At that March 2008 meeting, those same 500 top BP managers also heard a Morgan Stanley oil and gas analyst tell them that while the rest of the energy industry was undertaking rapid change, BP was building a legacy of consistent failure both in finding and extracting new energy, and in refining and marketing finished products. And unless BP transformed its entire global business dramatically and rapidly, the analyst predicted, "BP will not exist in four to five years' time in its current form."
One of the people in that meeting was BP CIO and group VP Dana Deasy, who'd joined the company four months earlier as its first global CIO. He was a key figure in the strategy by Hayward, who became CEO in May 2007, to restore revenue growth across the enormous company, refocus the behavior of the company around high performance and accountability, and reduce the stifling complexity of the organization. That effort already had resulted in the elimination of up to four layers of management.

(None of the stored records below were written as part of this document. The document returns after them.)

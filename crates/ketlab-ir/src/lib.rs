//! Ketlab circuit representation.
//!
//! A [`Circuit`] is a named list of [`Instruction`]s over numbered qubits and
//! classical bits. Instructions are stored in a [`CircuitDag`], which links
//! each operation to the previous one on every wire it touches; depth and
//! layering come from that graph. Every instruction is checked when it is
//! added, so a circuit never holds an operation on an unknown or repeated
//! qubit.
//!
//! ```rust
//! use ketlab_ir::{Circuit, QubitId};
//!
//! let mut circuit = Circuit::with_size("demo", 2, 0);
//! circuit
//!     .h(QubitId(0))?
//!     .h(QubitId(1))?
//!     .cx(QubitId(0), QubitId(1))?;
//!
//! assert_eq!(circuit.depth(), 2); // both H in one layer, then CX
//! assert!(circuit.cx(QubitId(0), QubitId(0)).is_err());
//! # Ok::<(), ketlab_ir::IrError>(())
//! ```
//!
//! | Gate | Qubits |
//! |------|--------|
//! | `I`, `X`, `Y`, `Z`, `H`, `S`, `Sdg`, `T`, `Tdg`, `SX` | 1 |
//! | `Rx`, `Ry`, `Rz`, `P` (angle in radians) | 1 |
//! | `CX`, `CY`, `CZ`, `CH`, `CP`, `Swap` | 2 |
//! | `CCX` | 3 |
//!
//! Besides gates there are measurements, barriers and the
//! `save_statevector` simulator directive.

pub mod circuit;
pub mod dag;
pub mod error;
pub mod gate;
pub mod instruction;
pub mod qubit;

pub use circuit::Circuit;
pub use dag::{CircuitDag, NodeIndex, WireId};
pub use error::{IrError, IrResult};
pub use gate::{Gate, StandardGate};
pub use instruction::{Instruction, InstructionKind};
pub use qubit::{ClbitId, Qubit, QubitId};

As Deasy listened to the sobering comments from his CEO and from a highly influential analyst, he thought about the transformation he had already launched within IT, an organization he thought had become, like the company overall, bloated, passive, unfocused, and unconcerned with performance and accountability.
Deasy wanted to strip out $800 million in expenses from BP's overall IT budget of $3 billion; cut in half the more than 2,000 IT vendors it had; overhaul BP's ranks of 4,200 IT employees; rationalize and reduce the 8,500 applications in use at BP worldwide; and turn IT from a tactical services unit to a business-driven and intimately embedded strategic weapon.
No stranger to challenging CIO roles, Deasy took the CIO post with full knowledge of the tumultuous times ahead.
"We were several billion dollars behind our competitors in oil and gas, and there was a real and very pressing concern in the company due to that," Deasy says. "Another part of the gap that Tony wanted to see closed was around organizational simplification: fewer layers of management, smaller corporate staffs, and deeper talent across key functions."
While noting that BP at the time had some great people in IT and some cutting-edge systems for exploration, Deasy also understood that he was going to have to drive enormous change in personnel, processes, and objectives across the entire IT organization in order to support and enhance the larger overhaul taking place across all of BP.
He saw a fundamental problem with the 4,200 IT employees BP had. "What was most startling to me about that number, only 55% of those IT professionals were actually BP-badged. The rest were contractors," he says. "So I was really struck by the very deep dependency we had on outside contractors."
Then there was the complexity that lay behind that $3 billion IT budget: "That encompassed everything, from the back office to the coalface," says Deasy, including everything from PCs and networks to the IT that supports refineries.
And so in the face of that sprawl in people, budget, priorities, requirements, business objectives, suppliers, and priorities, and inspired by Hayward's stark assessment of BP managers promising more than they delivered, Deasy committed in late 2007 to a three-year overhaul of every facet of BP's IT operations--an overhaul he and his team ultimately completed in two years.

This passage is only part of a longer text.